## EXERCISE DIRECTIONS
Restate each entry below without changing a word.

==== GIVEN RECORDS

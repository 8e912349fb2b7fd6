//! Defines the app level error type and its conversion to JSON error responses.

use std::time::Duration;

use axum::{
    Json,
    extract::rejection::{JsonRejection, PathRejection, QueryRejection},
    http::StatusCode,
    response::{IntoResponse, Response},
};
use serde_json::{Value, json};

use crate::{category::CategoryId, validation::Violations};

/// The errors that may occur in the application.
#[derive(Debug, thiserror::Error, PartialEq)]
pub enum Error {
    /// The requested resource was not found.
    ///
    /// For HTTP request handlers, the client should check that the parameters
    /// (e.g., ID) are correct and that the resource has been created.
    ///
    /// Internally, this error may occur when a query returns no rows.
    #[error("the requested resource could not be found")]
    NotFound,

    /// An update targeted a row that no longer existed when the write was made.
    ///
    /// This only detects rows that vanished between fetching and writing,
    /// concurrent updates to a row that still exists are last-writer-wins.
    #[error("the record was removed before the edit could be saved")]
    EditConflict,

    /// Client supplied data broke one or more field rules.
    #[error("the request failed validation: {0}")]
    Validation(Violations),

    /// The category ID used to create or update a payment did not match a valid category.
    #[error("the category ID {0} does not refer to a valid category")]
    InvalidCategory(CategoryId),

    /// Tried to delete a category that payments still refer to.
    #[error("the category {0} is still used by one or more payments")]
    CategoryInUse(CategoryId),

    /// The request body or query string could not be parsed.
    #[error("the request could not be parsed: {0}")]
    BadRequest(String),

    /// An unhandled/unexpected SQL error, including constraint violations
    /// such as a duplicate category name.
    #[error("an unexpected SQL error occurred: {0}")]
    SqlError(rusqlite::Error),

    /// Could not acquire the database lock
    #[error("could not acquire the database lock")]
    DatabaseLockError,

    /// A storage operation did not finish within the query timeout.
    #[error("the storage operation did not finish within {0:?}")]
    StorageTimeout(Duration),

    /// The blocking task running a storage operation panicked or was cancelled.
    #[error("the storage task failed: {0}")]
    StorageTaskFailed(String),

    /// A storage operation was abandoned after its query timeout and stopped
    /// before writing anything further.
    #[error("the storage operation was cancelled")]
    QueryCancelled,
}

impl From<rusqlite::Error> for Error {
    fn from(value: rusqlite::Error) -> Self {
        match value {
            rusqlite::Error::QueryReturnedNoRows => Error::NotFound,
            rusqlite::Error::SqliteFailure(
                rusqlite::ffi::Error {
                    code: rusqlite::ErrorCode::OperationInterrupted,
                    ..
                },
                _,
            ) => Error::QueryCancelled,
            error => {
                tracing::error!("an unhandled SQL error occurred: {}", error);
                Error::SqlError(error)
            }
        }
    }
}

impl From<Violations> for Error {
    fn from(violations: Violations) -> Self {
        Error::Validation(violations)
    }
}

impl From<JsonRejection> for Error {
    fn from(rejection: JsonRejection) -> Self {
        Error::BadRequest(rejection.body_text())
    }
}

impl From<QueryRejection> for Error {
    fn from(rejection: QueryRejection) -> Self {
        Error::BadRequest(rejection.body_text())
    }
}

// An ID that cannot be parsed cannot refer to a record.
impl From<PathRejection> for Error {
    fn from(_: PathRejection) -> Self {
        Error::NotFound
    }
}

impl IntoResponse for Error {
    fn into_response(self) -> Response {
        let (status_code, error): (StatusCode, Value) = match self {
            Error::NotFound => (
                StatusCode::NOT_FOUND,
                json!("the requested resource could not be found"),
            ),
            Error::EditConflict => (
                StatusCode::CONFLICT,
                json!("unable to update the record due to an edit conflict, please try again"),
            ),
            Error::Validation(violations) => (StatusCode::UNPROCESSABLE_ENTITY, json!(violations)),
            Error::InvalidCategory(_) => (
                StatusCode::UNPROCESSABLE_ENTITY,
                json!({"category_id": "must refer to an existing category"}),
            ),
            Error::CategoryInUse(category_id) => (
                StatusCode::CONFLICT,
                json!(format!(
                    "the category {category_id} is still used by one or more payments, \
                    move or delete those payments first"
                )),
            ),
            Error::BadRequest(message) => (StatusCode::BAD_REQUEST, json!(message)),
            // Any errors that are not handled above are not intended to be shown to the client.
            error => {
                tracing::error!("An unexpected error occurred: {}", error);
                (
                    StatusCode::INTERNAL_SERVER_ERROR,
                    json!("the server encountered a problem and could not process your request"),
                )
            }
        };

        (status_code, Json(json!({ "error": error }))).into_response()
    }
}
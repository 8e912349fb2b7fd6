//! Middleware for logging requests and responses.

use axum::{
    Json,
    body::Body,
    extract::Request,
    http::StatusCode,
    middleware::Next,
    response::{IntoResponse, Response},
};
use serde_json::json;

/// The number of bytes of a body that are logged at the `info` level.
pub const LOG_BODY_LENGTH_LIMIT: usize = 64;

/// The largest request body the server will read, in bytes.
pub const MAX_REQUEST_BODY_BYTES: usize = 1_048_576;

/// Log the request and response for each request.
///
/// The method, URI and status are logged at the `info` level along with the
/// first [LOG_BODY_LENGTH_LIMIT] bytes of each body. Longer bodies are logged
/// in full at the `debug` level. Requests with a body over
/// [MAX_REQUEST_BODY_BYTES] are rejected with `413 Payload Too Large`.
pub async fn logging_middleware(request: Request, next: Next) -> Response {
    let (parts, body) = request.into_parts();
    let body = match axum::body::to_bytes(body, MAX_REQUEST_BODY_BYTES).await {
        Ok(body) => body,
        Err(error) => {
            tracing::warn!("could not read request body: {error}");
            return (
                StatusCode::PAYLOAD_TOO_LARGE,
                Json(json!({
                    "error": format!(
                        "the request body could not be read, \
                        it must not be larger than {MAX_REQUEST_BODY_BYTES} bytes"
                    )
                })),
            )
                .into_response();
        }
    };

    let body_text = String::from_utf8_lossy(&body);
    tracing::info!(
        "Received request: {} {}\nbody: {}",
        parts.method,
        parts.uri,
        truncate(&body_text)
    );
    log_full_body("request", &body_text);

    let response = next.run(Request::from_parts(parts, Body::from(body))).await;

    let (parts, body) = response.into_parts();
    let body = match axum::body::to_bytes(body, usize::MAX).await {
        Ok(body) => body,
        Err(error) => {
            tracing::error!("could not read response body: {error}");
            return StatusCode::INTERNAL_SERVER_ERROR.into_response();
        }
    };

    let body_text = String::from_utf8_lossy(&body);
    tracing::info!(
        "Sending response: {}\nbody: {}",
        parts.status,
        truncate(&body_text)
    );
    log_full_body("response", &body_text);

    Response::from_parts(parts, Body::from(body))
}

fn log_full_body(kind: &str, body: &str) {
    if body.len() > LOG_BODY_LENGTH_LIMIT {
        tracing::debug!("Full {kind} body: {body:?}");
    }
}

/// Cut `text` down to at most [LOG_BODY_LENGTH_LIMIT] bytes without splitting a character.
fn truncate(text: &str) -> String {
    if text.len() <= LOG_BODY_LENGTH_LIMIT {
        return format!("{text:?}");
    }

    let mut end = LOG_BODY_LENGTH_LIMIT;
    while !text.is_char_boundary(end) {
        end -= 1;
    }

    format!("{:?}...", &text[..end])
}

#[cfg(test)]
mod tests {
    use super::{LOG_BODY_LENGTH_LIMIT, truncate};

    #[test]
    fn short_text_is_kept() {
        assert_eq!(truncate("{\"price\":1}"), "\"{\\\"price\\\":1}\"");
    }

    #[test]
    fn long_text_is_cut_at_limit() {
        let text = "a".repeat(LOG_BODY_LENGTH_LIMIT + 10);

        let got = truncate(&text);

        assert_eq!(got, format!("{:?}...", "a".repeat(LOG_BODY_LENGTH_LIMIT)));
    }

    #[test]
    fn long_text_is_not_cut_inside_a_character() {
        // '€' is three bytes, so the limit falls inside a character.
        let text = "€".repeat(LOG_BODY_LENGTH_LIMIT);

        let got = truncate(&text);

        assert!(got.ends_with("..."));
        assert!(got.len() < text.len());
    }
}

========

## WRITTEN ANSWER
repository 8e912349fb2b7fd6
//! Defines the app level error type and its conversion to JSON error responses.

use std::time::Duration;

use axum::{
    Json,
    extract::rejection::{JsonRejection, PathRejection, QueryRejection},
    http::StatusCode,
    response::{IntoResponse, Response},
};
use serde_json::{Value, json};

use crate::{category::CategoryId, validation::Violations};

/// The errors that may occur in the application.
#[derive(Debug, thiserror::Error, PartialEq)]
pub enum Error {
    /// The requested resource was not found.
    ///
    /// For HTTP request handlers, the client should check that the parameters
    /// (e.g., ID) are correct and that the resource has been created.
    ///
    /// Internally, this error may occur when a query returns no rows.
    #[error("the requested resource could not be found")]
    NotFound,

    /// An update targeted a row that no longer existed when the write was made.
    ///
    /// This only detects rows that vanished between fetching and writing,
    /// concurrent updates to a row that still exists are last-writer-wins.
    #[error("the record was removed before the edit could be saved")]
    EditConflict,

    /// Client supplied data broke one or more field rules.
    #[error("the request failed validation: {0}")]
    Validation(Violations),

    /// The category ID used to create or update a payment did not match a valid category.
    #[error("the category ID {0} does not refer to a valid category")]
    InvalidCategory(CategoryId),

    /// Tried to delete a category that payments still refer to.
    #[error("the category {0} is still used by one or more payments")]
    CategoryInUse(CategoryId),

    /// The request body or query string could not be parsed.
    #[error("the request could not be parsed: {0}")]
    BadRequest(String),

    /// An unhandled/unexpected SQL error, including constraint violations
    /// such as a duplicate category name.
    #[error("an unexpected SQL error occurred: {0}")]
    SqlError(rusqlite::Error),

    /// Could not acquire the database lock
    #[error("could not acquire the database lock")]
    DatabaseLockError,

    /// A storage operation did not finish within the query timeout.
    #[error("the storage operation did not finish within {0:?}")]
    StorageTimeout(Duration),

    /// The blocking task running a storage operation panicked or was cancelled.
    #[error("the storage task failed: {0}")]
    StorageTaskFailed(String),

    /// A storage operation was abandoned after its query timeout and stopped
    /// before writing anything further.
    #[error("the storage operation was cancelled")]
    QueryCancelled,
}

impl From<rusqlite::Error> for Error {
    fn from(value: rusqlite::Error) -> Self {
        match value {
            rusqlite::Error::QueryReturnedNoRows => Error::NotFound,
            rusqlite::Error::SqliteFailure(
                rusqlite::ffi::Error {
                    code: rusqlite::ErrorCode::OperationInterrupted,
                    ..
                },
                _,
            ) => Error::QueryCancelled,
            error => {
                tracing::error!("an unhandled SQL error occurred: {}", error);
                Error::SqlError(error)
            }
        }
    }
}

impl From<Violations> for Error {
    fn from(violations: Violations) -> Self {
        Error::Validation(violations)
    }
}

impl From<JsonRejection> for Error {
    fn from(rejection: JsonRejection) -> Self {
        Error::BadRequest(rejection.body_text())
    }
}

impl From<QueryRejection> for Error {
    fn from(rejection: QueryRejection) -> Self {
        Error::BadRequest(rejection.body_text())
    }
}

// An ID that cannot be parsed cannot refer to a record.
impl From<PathRejection> for Error {
    fn from(_: PathRejection) -> Self {
        Error::NotFound
    }
}

impl IntoResponse for Error {
    fn into_response(self) -> Response {
        let (status_code, error): (StatusCode, Value) = match self {
            Error::NotFound => (
                StatusCode::NOT_FOUND,
                json!("the requested resource could not be found"),
            ),
            Error::EditConflict => (
                StatusCode::CONFLICT,
                json!("unable to update the record due to an edit conflict, please try again"),
            ),
            Error::Validation(violations) => (StatusCode::UNPROCESSABLE_ENTITY, json!(violations)),
            Error::InvalidCategory(_) => (
                StatusCode::UNPROCESSABLE_ENTITY,
                json!({"category_id": "must refer to an existing category"}),
            ),
            Error::CategoryInUse(category_id) => (
                StatusCode::CONFLICT,
                json!(format!(
                    "the category {category_id} is still used by one or more payments, \
                    move or delete those payments first"
                )),
            ),
            Error::BadRequest(message) => (StatusCode::BAD_REQUEST, json!(message)),
            // Any errors that are not handled above are not intended to be shown to the client.
            error => {
                tracing::error!("An unexpected error occurred: {}", error);
                (
                    StatusCode::INTERNAL_SERVER_ERROR,
                    json!("the server encountered a problem and could not process your request"),
                )
            }
        };

        (status_code, Json(json!({ "error": error }))).into_response()
    }
}
repository 8e912349fb2b7fd6
//! Middleware for logging requests and responses.

use axum::{
    Json,
    body::Body,
    extract::Request,
    http::StatusCode,
    middleware::Next,
    response::{IntoResponse, Response},
};
use serde_json::json;

/// The number of bytes of a body that are logged at the `info` level.
pub const LOG_BODY_LENGTH_LIMIT: usize = 64;

/// The largest request body the server will read, in bytes.
pub const MAX_REQUEST_BODY_BYTES: usize = 1_048_576;

/// Log the request and response for each request.
///
/// The method, URI and status are logged at the `info` level along with the
/// first [LOG_BODY_LENGTH_LIMIT] bytes of each body. Longer bodies are logged
/// in full at the `debug` level. Requests with a body over
/// [MAX_REQUEST_BODY_BYTES] are rejected with `413 Payload Too Large`.
pub async fn logging_middleware(request: Request, next: Next) -> Response {
    let (parts, body) = request.into_parts();
    let body = match axum::body::to_bytes(body, MAX_REQUEST_BODY_BYTES).await {
        Ok(body) => body,
        Err(error) => {
            tracing::warn!("could not read request body: {error}");
            return (
                StatusCode::PAYLOAD_TOO_LARGE,
                Json(json!({
                    "error": format!(
                        "the request body could not be read, \
                        it must not be larger than {MAX_REQUEST_BODY_BYTES} bytes"
                    )
                })),
            )
                .into_response();
        }
    };

    let body_text = String::from_utf8_lossy(&body);
    tracing::info!(
        "Received request: {} {}\nbody: {}",
        parts.method,
        parts.uri,
        truncate(&body_text)
    );
    log_full_body("request", &body_text);

    let response = next.run(Request::from_parts(parts, Body::from(body))).await;

    let (parts, body) = response.into_parts();
    let body = match axum::body::to_bytes(body, usize::MAX).await {
        Ok(body) => body,
        Err(error) => {
            tracing::error!("could not read response body: {error}");
            return StatusCode::INTERNAL_SERVER_ERROR.into_response();
        }
    };

    let body_text = String::from_utf8_lossy(&body);
    tracing::info!(
        "Sending response: {}\nbody: {}",
        parts.status,
        truncate(&body_text)
    );
    log_full_body("response", &body_text);

    Response::from_parts(parts, Body::from(body))
}

fn log_full_body(kind: &str, body: &str) {
    if body.len() > LOG_BODY_LENGTH_LIMIT {
        tracing::debug!("Full {kind} body: {body:?}");
    }
}

/// Cut `text` down to at most [LOG_BODY_LENGTH_LIMIT] bytes without splitting a character.
fn truncate(text: &str) -> String {
    if text.len() <= LOG_BODY_LENGTH_LIMIT {
        return format!("{text:?}");
    }

    let mut end = LOG_BODY_LENGTH_LIMIT;
    while !text.is_char_boundary(end) {
        end -= 1;
    }

    format!("{:?}...", &text[..end])
}

#[cfg(test)]
mod tests {
    use super::{LOG_BODY_LENGTH_LIMIT, truncate};

    #[test]
    fn short_text_is_kept() {
        assert_eq!(truncate("{\"price\":1}"), "\"{\\\"price\\\":1}\"");
    }

    #[test]
    fn long_text_is_cut_at_limit() {
        let text = "a".repeat(LOG_BODY_LENGTH_LIMIT + 10);

        let got = truncate(&text);

        assert_eq!(got, format!("{:?}...", "a".repeat(LOG_BODY_LENGTH_LIMIT)));
    }

    #[test]
    fn long_text_is_not_cut_inside_a_character() {
        // '€' is three bytes, so the limit falls inside a character.
        let text = "€".repeat(LOG_BODY_LENGTH_LIMIT);

        let got = truncate(&text);

        assert!(got.ends_with("..."));
        assert!(got.len() < text.len());
    }
}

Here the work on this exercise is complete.